“I think if I explain my motivations, it will be easier for you to accept that I’m back and maybe even support my efforts.”
They both watched him suspiciously. He passed a loaf of fresh bread around. Kate made a grab for the bread, but Marisol looked at him like she sensed a trap.
“I plan to help Waverly out of whatever trouble she’s gotten herself into and then I’m going to marry her.”
Kate choked on a gulp of beer, sending a fine spray of it across the table in all directions. As she gasped for breath and reached blindly for her napkin, Marisol didn’t take her dark eyes off of him.
“I imagine, Mari, you’re wondering how serious I am,” Xavier continued on conversationally. He pulled the small box out of his pocket and put it on the table between the two women.
Kate stared at it as if it was a rattlesnake. “You’ve got to be fucking kidding me.”

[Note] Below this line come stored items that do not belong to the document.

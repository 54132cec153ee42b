//! Project Configuration (lattest.toml)
//!
//! Handles configuration stored in `lattest.toml` next to the test suites.

use crate::{ConfigError, ConfigResult};
use serde::Deserialize;
use std::path::Path;

/// Project configuration from lattest.toml
#[derive(Debug, Clone, Deserialize, PartialEq, Default)]
#[serde(deny_unknown_fields)]
pub struct ProjectConfig {
    /// How test cases are executed
    pub runner: Option<RunnerConfig>,

    /// How results are presented
    pub report: Option<ReportConfig>,
}

/// Runner configuration
#[derive(Debug, Clone, Deserialize, PartialEq, Default)]
#[serde(deny_unknown_fields)]
pub struct RunnerConfig {
    /// Interpreter command used to run compiled bytecode (default: "lli")
    pub interpreter: Option<String>,

    /// Per-invocation timeout in seconds (default: none)
    pub timeout: Option<u64>,

    /// Suites to run when none are named on the command line
    pub suites: Option<Vec<String>>,
}

/// Report configuration
#[derive(Debug, Clone, Deserialize, PartialEq, Default)]
#[serde(deny_unknown_fields)]
pub struct ReportConfig {
    /// Print a totals line after all suites
    pub summary: Option<bool>,
}

impl ProjectConfig {
    /// Load project configuration from a file
    pub fn load_from_file(path: &Path) -> ConfigResult<Self> {
        let content = std::fs::read_to_string(path).map_err(|e| {
            if e.kind() == std::io::ErrorKind::NotFound {
                ConfigError::NotFound(path.to_path_buf())
            } else {
                ConfigError::IoError(e)
            }
        })?;

        Self::from_toml_str(&content).map_err(|e| match e {
            ConfigError::TomlParseError { error, .. } => ConfigError::TomlParseError {
                file: path.to_path_buf(),
                error,
            },
            other => other,
        })
    }

    /// Parse and validate configuration from TOML text
    pub fn from_toml_str(content: &str) -> ConfigResult<Self> {
        let config: Self = toml::from_str(content).map_err(|e| ConfigError::TomlParseError {
            file: Default::default(),
            error: e,
        })?;

        config.validate()?;
        Ok(config)
    }

    /// Validate the project configuration
    pub fn validate(&self) -> ConfigResult<()> {
        if let Some(runner) = &self.runner {
            if let Some(interpreter) = &runner.interpreter {
                if interpreter.trim().is_empty() {
                    return Err(ConfigError::InvalidValue {
                        field: "runner.interpreter".to_string(),
                        reason: "interpreter cannot be empty".to_string(),
                    });
                }
            }

            if runner.timeout == Some(0) {
                return Err(ConfigError::InvalidValue {
                    field: "runner.timeout".to_string(),
                    reason: "timeout must be at least one second".to_string(),
                });
            }

            if let Some(suites) = &runner.suites {
                if let Some(empty) = suites.iter().position(|s| s.is_empty()) {
                    return Err(ConfigError::InvalidValue {
                        field: format!("runner.suites[{}]", empty),
                        reason: "suite name cannot be empty".to_string(),
                    });
                }
            }
        }

        Ok(())
    }

    /// Get the configured interpreter, if present
    pub fn interpreter(&self) -> Option<&str> {
        self.runner.as_ref().and_then(|r| r.interpreter.as_deref())
    }

    /// Get the configured timeout in seconds, if present
    pub fn timeout_secs(&self) -> Option<u64> {
        self.runner.as_ref().and_then(|r| r.timeout)
    }

    /// Get the configured default suites, if present
    pub fn suites(&self) -> Option<&[String]> {
        self.runner.as_ref().and_then(|r| r.suites.as_deref())
    }

    /// Whether the summary line is requested
    pub fn summary(&self) -> Option<bool> {
        self.report.as_ref().and_then(|r| r.summary)
    }
}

Xavier shrugged one shoulder. “Open it.”
Kate grabbed it and opened it. “Holy mother of bling.” She gaped at the ring and made Xavier feel even more confident in his choice. The cushion cut, all four carats of it, winked at them in the candlelight, as did the diamonds lining the thin band.
“I don’t care how long it takes or how long I have to wait out her feelings for Dante Wrede. He doesn’t deserve her. I don’t deserve her, either, but I’m the one who will spend the rest of my life trying to.” Xavier speared a piece of fish with his fork and stared both women down. “And I’ll do it with or without your help.”
Marisol looked at him for a long, silent beat and then nodded. “It is good you’ve finally come to your senses.”
“Good luck,” Kate said, chancing another sip of beer. “Even with a ring like that, you’ve got your work cut out for you.”
He didn’t doubt it.
Xavier insisted on clearing the table since it was Marisol’s last night with them, and when she and Kate wandered off to their respective rooms, he plated up the last piece of chocolate torte and carried it up the stairs.
He rapped lightly at her door and heard a quiet “Come in.”
He found her propped up on pillows against the headboard of the gigantic bed. The bed faced the patio and the doors were open wide. The sheer curtains billowed inward on the night breeze. Behind the bed, a wall of stone carried the eye upward to the high, pitched ceiling and its white timber rafters. Waverly’s face was as pale as the white duvet she lounged on. When she saw him, she slammed her laptop closed. “You didn’t use your Invictus knock,” she accused him.
Xavier grinned. “So you do remember, even though our ‘time together was so short,’” he said, turning her words back on her. Xavier and all of his staff in every Invictus location knocked the same way. One hard rap followed by two short taps and Waverly had once asked him about it. A long time ago.
“You disguised your knock to get into my room. That’s cheap.”
He’d been right about her energy. She seemed even more tired now after spending the whole afternoon and evening resting in her room. She hadn’t even thrown anything at him yet.
“I didn’t want you to miss out on everything from dinner,” he said, pulling the plate from behind his back.
“I’m not hung—” She spotted the plate and stopped mid-complaint.
“Chocolate torte from a bakery down the road,” he said, waving it in front of her face like a bouquet of flowers.
He saw her hands clench the light blanket that covered her legs. “How about I leave it here?” he offered, placing the plate next to her on the duvet. “Then you can eat it without shame when I leave.”
“Oh, you’re leaving? Gee, what a pity.”
“I’m leaving your bedroom to go downstairs and unpack in mine. Unless, of course, you’d like me to stay here.” He tested his luck and sat on the mattress facing her. The bed’s arched headboard rose above her, dwarfing her and making her look fragile, as did the dark circles under her eyes that looked like bruises.
He brought his palm to her forehead, and she gave him an annoyed look as he felt for fever.
“I’m not sick, and I’m not stupid. And you’re not welcome in my room. Chocolate or no chocolate.”
“You look like you’re exhausted. You’ve been lounging around on a beach for five days, and you look like you got hit by a car at the end of a triathlon. If you’re not sick, you’re hurt, and if you’re not hurt, you’re worried.”
She looked away. Waverly Sinner never backed down from a good argument. Now he was the worried one.
“Why are you here, Xavier?”
He nudged her chin until she looked at him again. “I’m here because of you. I’m here because I was a scared, stupid asshole all those years ago, and I’m going to make up for it. I’m getting you out of whatever you’ve gotten yourself into, and I’m sticking around after.”